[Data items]
+ + + +
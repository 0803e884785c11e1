// Copyright 2020 Zachary Stewart
//
// Licensed under the Apache License, Version 2.0 (the "License");
// you may not use this file except in compliance with the License.
// You may obtain a copy of the License at
//
//     http://www.apache.org/licenses/LICENSE-2.0
//
// Unless required by applicable law or agreed to in writing, software
// distributed under the License is distributed on an "AS IS" BASIS,
// WITHOUT WARRANTIES OR CONDITIONS OF ANY KIND, either express or implied.
// See the License for the specific language governing permissions and
// limitations under the License.

//! Minimal stderr logger for the `log` facade.
use std::env;

use log::{LevelFilter, Log, Metadata, Record};

/// Environment variable holding the log level.
const LOG_ENV: &str = "NEBULA_LOG";

struct StderrLogger;

impl Log for StderrLogger {
    fn enabled(&self, metadata: &Metadata) -> bool {
        metadata.level() <= log::max_level()
    }

    fn log(&self, record: &Record) {
        if self.enabled(record.metadata()) {
            eprintln!("{} {} - {}", record.level(), record.target(), record.args());
        }
    }

    fn flush(&self) {}
}

static LOGGER: StderrLogger = StderrLogger;

/// Install the logger with the level named by `NEBULA_LOG`. Defaults to `warn` when the
/// variable is unset or not a level name, so log lines stay out of the game screen.
pub fn init_logging() {
    let level = env::var(LOG_ENV)
        .ok()
        .and_then(|lvl| lvl.parse().ok())
        .unwrap_or(LevelFilter::Warn);
    let _ = log::set_logger(&LOGGER).map(|()| log::set_max_level(level));
}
+ + + +
→ **EXERCISE**:
Determine the number of lines in the data above that contain the word "under", and provide only that figure.

→ **WRITTEN SOLUTION**:
3